D’un côté il y a Daniel (Olivier Rabourdin), bourgeois en quête de chair fraîche, des billets plein le portefeuille. De l’autre, Marek, 20 ans à tout casser, l’insolence bravache de l’enfant des rues, qui le repère, le balade, l’attire sous un escalier. Marek fait partie d’un gang de garçons de l’Est qui jouent à cache-cache avec la police. Son prédateur harponné, Marek se dérobe, attisant son désir jusqu’à le tenir en son pouvoir et lui arracher une invitation à domicile.
Syndrome de Stockholm
Cette invitation est l’objet de la vertigineuse deuxième partie, dans laquelle Daniel, victime de sa concupiscence, se retrouve pris en otage dans son appartement où il finira par s’abandonner à un étrange syndrome de Stockholm. Nous ne révélerons rien de l’épisode, tant la mécanique du film repose sur ses retournements scénaristiques successifs. La troisième partie voit la tension retomber et un parfum douceâtre recouvrir provisoirement celui qui flottait jusque-là. La quatrième rebat encore une fois les cartes pour faire exploser, dans un final digne d’un grand film d’action, les signaux dormants qui distillaient depuis le début un climat anxiogène.

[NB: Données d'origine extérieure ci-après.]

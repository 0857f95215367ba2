//! 2D canvas drawing of the ruler or dial around its indicator.

use crate::constants::*;
use picker_core::{format_value, visible_ticks, Mark, Orientation, PickerController, Tick};
use wasm_bindgen::JsCast;
use web_sys as web;

pub struct Ruler {
    ctx: web::CanvasRenderingContext2d,
    canvas: web::HtmlCanvasElement,
}

impl Ruler {
    pub fn new(canvas: &web::HtmlCanvasElement) -> anyhow::Result<Self> {
        let ctx = canvas
            .get_context("2d")
            .map_err(|e| anyhow::anyhow!("getContext failed: {:?}", e))?
            .ok_or_else(|| anyhow::anyhow!("no 2d context"))?
            .dyn_into::<web::CanvasRenderingContext2d>()
            .map_err(|e| anyhow::anyhow!(format!("{:?}", e)))?;
        Ok(Self {
            ctx,
            canvas: canvas.clone(),
        })
    }

    pub fn draw(&self, picker: &PickerController, dpr: f64) {
        let ctx = &self.ctx;
        let w = self.canvas.width() as f64 / dpr;
        let h = self.canvas.height() as f64 / dpr;
        _ = ctx.set_transform(dpr, 0.0, 0.0, dpr, 0.0, 0.0);
        ctx.set_global_alpha(1.0);
        ctx.set_fill_style_str(BACKGROUND_COLOR);
        ctx.fill_rect(0.0, 0.0, w, h);

        let config = picker.config();
        let places = config.domain.decimal_places();
        let offset = picker.display_offset();
        match config.orientation {
            Orientation::Vertical | Orientation::Horizontal => {
                let vertical = config.orientation == Orientation::Vertical;
                let ticks = visible_ticks(offset, config.unit_extent, &config.domain, VISIBLE_RADIUS_ITEMS);
                for tick in &ticks {
                    self.draw_straight_tick(tick, vertical, w, h, places);
                }
                self.draw_straight_indicator(vertical, w, h);
            }
            Orientation::Dial { .. } => {
                let radius_items = DIAL_VISIBLE_DEGREES / config.unit_extent;
                let ticks = visible_ticks(offset, config.unit_extent, &config.domain, radius_items);
                let radius = w.min(h) * DIAL_RADIUS_FRACTION;
                let (cx, cy) = (w * 0.5, h * 0.5 + radius * 0.5);
                for tick in &ticks {
                    self.draw_dial_tick(tick, cx, cy, radius, places);
                }
                self.draw_dial_indicator(cx, cy, radius);
            }
        }
        ctx.set_global_alpha(1.0);
    }

    // Ticks hang off the left (vertical) or top (horizontal) edge; falloff
    // shift pulls distant ones back towards that edge.
    fn draw_straight_tick(&self, tick: &Tick, vertical: bool, w: f64, h: f64, places: u32) {
        let ctx = &self.ctx;
        let len = tick_length(tick.mark) * tick.scale;
        let base = 0.3 * if vertical { w } else { h } + tick.shift;
        ctx.set_global_alpha(tick.opacity);
        ctx.set_stroke_style_str(TICK_COLOR);
        ctx.set_line_width(TICK_WIDTH * tick.scale);
        ctx.begin_path();
        if vertical {
            let y = h * 0.5 + tick.position;
            ctx.move_to(base, y);
            ctx.line_to(base + len, y);
        } else {
            let x = w * 0.5 + tick.position;
            ctx.move_to(x, base);
            ctx.line_to(x, base + len);
        }
        ctx.stroke();

        if tick.mark.is_labelled() {
            ctx.set_fill_style_str(TICK_COLOR);
            ctx.set_font(LABEL_FONT);
            let text = format_value(tick.value, places);
            if vertical {
                ctx.set_text_align("left");
                ctx.set_text_baseline("middle");
                _ = ctx.fill_text(&text, base + len + LABEL_GAP, h * 0.5 + tick.position);
            } else {
                ctx.set_text_align("center");
                ctx.set_text_baseline("top");
                _ = ctx.fill_text(&text, w * 0.5 + tick.position, base + len + LABEL_GAP);
            }
        }
    }

    fn draw_straight_indicator(&self, vertical: bool, w: f64, h: f64) {
        let ctx = &self.ctx;
        ctx.set_global_alpha(1.0);
        ctx.set_stroke_style_str(INDICATOR_COLOR);
        ctx.set_line_width(TICK_WIDTH * 1.5);
        ctx.begin_path();
        if vertical {
            ctx.move_to(0.2 * w, h * 0.5);
            ctx.line_to(0.3 * w + TICK_LEN_MAJOR * 1.4, h * 0.5);
        } else {
            ctx.move_to(w * 0.5, 0.2 * h);
            ctx.line_to(w * 0.5, 0.3 * h + TICK_LEN_MAJOR * 1.4);
        }
        ctx.stroke();
    }

    // Position is in degrees; 0 sits at twelve o'clock.
    fn draw_dial_tick(&self, tick: &Tick, cx: f64, cy: f64, radius: f64, places: u32) {
        let ctx = &self.ctx;
        let len = tick_length(tick.mark) * tick.scale;
        let angle = tick.position.to_radians();
        let (sin, cos) = angle.sin_cos();
        let (outer_x, outer_y) = (cx + radius * sin, cy - radius * cos);
        let inner = radius - len;
        ctx.set_global_alpha(tick.opacity);
        ctx.set_stroke_style_str(TICK_COLOR);
        ctx.set_line_width(TICK_WIDTH * tick.scale);
        ctx.begin_path();
        ctx.move_to(outer_x, outer_y);
        ctx.line_to(cx + inner * sin, cy - inner * cos);
        ctx.stroke();

        if tick.mark.is_labelled() {
            let r = inner - LABEL_GAP;
            ctx.set_fill_style_str(TICK_COLOR);
            ctx.set_font(LABEL_FONT);
            ctx.set_text_align("center");
            ctx.set_text_baseline("middle");
            _ = ctx.fill_text(&format_value(tick.value, places), cx + r * sin, cy - r * cos);
        }
    }

    fn draw_dial_indicator(&self, cx: f64, cy: f64, radius: f64) {
        let ctx = &self.ctx;
        ctx.set_global_alpha(1.0);
        ctx.set_stroke_style_str(INDICATOR_COLOR);
        ctx.set_line_width(TICK_WIDTH * 1.5);
        ctx.begin_path();
        ctx.move_to(cx, cy - radius - LABEL_GAP);
        ctx.line_to(cx, cy - radius + TICK_LEN_MAJOR * 1.2);
        ctx.stroke();
    }
}

#[inline]
fn tick_length(mark: Mark) -> f64 {
    match mark {
        Mark::Major => TICK_LEN_MAJOR,
        Mark::Medium => TICK_LEN_MEDIUM,
        Mark::Minor => TICK_LEN_MINOR,
    }
}
pub mod keyboard;
pub mod keys;
pub mod pointer;

pub use keyboard::wire_keydown;
pub use pointer::{wire_pointer_handlers, PointerWiring};
use crate::input::PointerTracker;
use glam::DVec2;
use picker_core::PickerController;
use std::cell::RefCell;
use std::rc::Rc;
use wasm_bindgen::JsCast;
use web_sys as web;

#[derive(Clone)]
pub struct PointerWiring {
    pub canvas: web::HtmlCanvasElement,
    pub picker: Rc<RefCell<PickerController>>,
    pub tracker: Rc<RefCell<PointerTracker>>,
}

pub fn wire_pointer_handlers(w: PointerWiring) {
    wire_pointerdown(&w);
    wire_pointermove(&w);
    wire_pointerup(&w);
    wire_pointercancel(&w);
}

#[inline]
fn client_pos(ev: &web::PointerEvent) -> DVec2 {
    DVec2::new(ev.client_x() as f64, ev.client_y() as f64)
}

fn wire_pointerdown(w: &PointerWiring) {
    let w = w.clone();
    let canvas_for_listener = w.canvas.clone();

    let closure = wasm_bindgen::closure::Closure::wrap(Box::new(move |ev: web::PointerEvent| {
        if w.tracker.borrow().is_active() || !ev.is_primary() {
            return;
        }
        w.tracker
            .borrow_mut()
            .begin(ev.pointer_id(), client_pos(&ev), ev.time_stamp());
        w.picker.borrow_mut().gesture_start();
        log::debug!("[pointer] down id={}", ev.pointer_id());
        _ = w.canvas.set_pointer_capture(ev.pointer_id());
        ev.prevent_default();
    }) as Box<dyn FnMut(_)>);
    _ = canvas_for_listener
        .add_event_listener_with_callback("pointerdown", closure.as_ref().unchecked_ref());
    closure.forget();
}

fn wire_pointermove(w: &PointerWiring) {
    let w = w.clone();

    let closure = wasm_bindgen::closure::Closure::wrap(Box::new(move |ev: web::PointerEvent| {
        let sample =
            w.tracker
                .borrow_mut()
                .track(ev.pointer_id(), client_pos(&ev), ev.time_stamp());
        if let Some(sample) = sample {
            w.picker.borrow_mut().gesture_move(sample);
            ev.prevent_default();
        }
    }) as Box<dyn FnMut(_)>);

    if let Some(wnd) = web::window() {
        _ = wnd.add_event_listener_with_callback("pointermove", closure.as_ref().unchecked_ref());
    }
    closure.forget();
}

fn wire_pointerup(w: &PointerWiring) {
    let w = w.clone();

    let closure = wasm_bindgen::closure::Closure::wrap(Box::new(move |ev: web::PointerEvent| {
        let sample = w
            .tracker
            .borrow_mut()
            .end(ev.pointer_id(), client_pos(&ev), ev.time_stamp());
        if let Some(sample) = sample {
            log::debug!(
                "[pointer] up id={} v=({:.3},{:.3})",
                ev.pointer_id(),
                sample.velocity.x,
                sample.velocity.y
            );
            w.picker.borrow_mut().gesture_end(sample);
            ev.prevent_default();
        }
    }) as Box<dyn FnMut(_)>);

    if let Some(wnd) = web::window() {
        _ = wnd.add_event_listener_with_callback("pointerup", closure.as_ref().unchecked_ref());
    }
    closure.forget();
}

fn wire_pointercancel(w: &PointerWiring) {
    let w = w.clone();

    let closure = wasm_bindgen::closure::Closure::wrap(Box::new(move |ev: web::PointerEvent| {
        if let Some(sample) = w.tracker.borrow_mut().cancel(ev.pointer_id()) {
            log::debug!("[pointer] cancel id={}", ev.pointer_id());
            w.picker.borrow_mut().gesture_end(sample);
        }
    }) as Box<dyn FnMut(_)>);

    if let Some(wnd) = web::window() {
        _ = wnd.add_event_listener_with_callback("pointercancel", closure.as_ref().unchecked_ref());
    }
    closure.forget();
}
use crate::domain::Domain;

/// A legal position in the domain: its index and the rounded value there.
#[derive(Clone, Copy, Debug, PartialEq)]
pub struct Selection {
    pub index: usize,
    pub value: f64,
}

impl Selection {
    pub fn at(index: usize, domain: &Domain) -> Self {
        let index = index.min(domain.last_index());
        Self {
            index,
            value: domain.value_at(index),
        }
    }

    pub fn nearest(value: f64, domain: &Domain) -> Self {
        Self::at(domain.index_of(domain.clamp(value)), domain)
    }
}

/// Maps a continuous offset to the nearest legal selection.
///
/// Total over all `f64` offsets: NaN resolves to index 0 and infinities
/// saturate to the ends. `unit_extent` must be positive (validated by the
/// picker configuration).
#[inline]
pub fn discretize(offset: f64, unit_extent: f64, domain: &Domain) -> Selection {
    Selection::at(domain.clamp_index(-offset / unit_extent), domain)
}

/// Grid offset of `index`; larger indices scroll further back.
#[inline]
pub fn grid_offset(index: usize, unit_extent: f64) -> f64 {
    -(index as f64) * unit_extent
}

#[inline]
pub fn nearest_grid_offset(offset: f64, unit_extent: f64, domain: &Domain) -> f64 {
    grid_offset(discretize(offset, unit_extent, domain).index, unit_extent)
}

/// Offset clamped to the scrollable extent of the grid, for drawing.
#[inline]
pub fn clamp_offset(offset: f64, unit_extent: f64, domain: &Domain) -> f64 {
    if offset.is_nan() {
        return 0.0;
    }
    offset.clamp(grid_offset(domain.last_index(), unit_extent), 0.0)
}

Tout en variations de rythme et de régime, la mise en scène de Campillo réussit à embrasser dans un seul mouvement la complexité du monde et des affects, à appréhender les personnages dans les liens qui les unissent les uns aux autres, et au monde dans lequel ils vivent. Soit, ici, la France de l’Europe de Schengen, qui éjecte sans ménagement ses passagers clandestins et dans laquelle sauver une personne peut vouloir dire en condamner d’autres. Loin de tout angélisme, la démarche de Campillo, cinéaste éminemment politique, questionne le sens de la responsabilité et de l’action. L’exercice, malgré une happy end de façade, laisse un goût amer.
Eastern Boys, de Robin Campillo. Avec Olivier Rabourdin et Kirill Emelyanov (Fr., 2013, 128 min).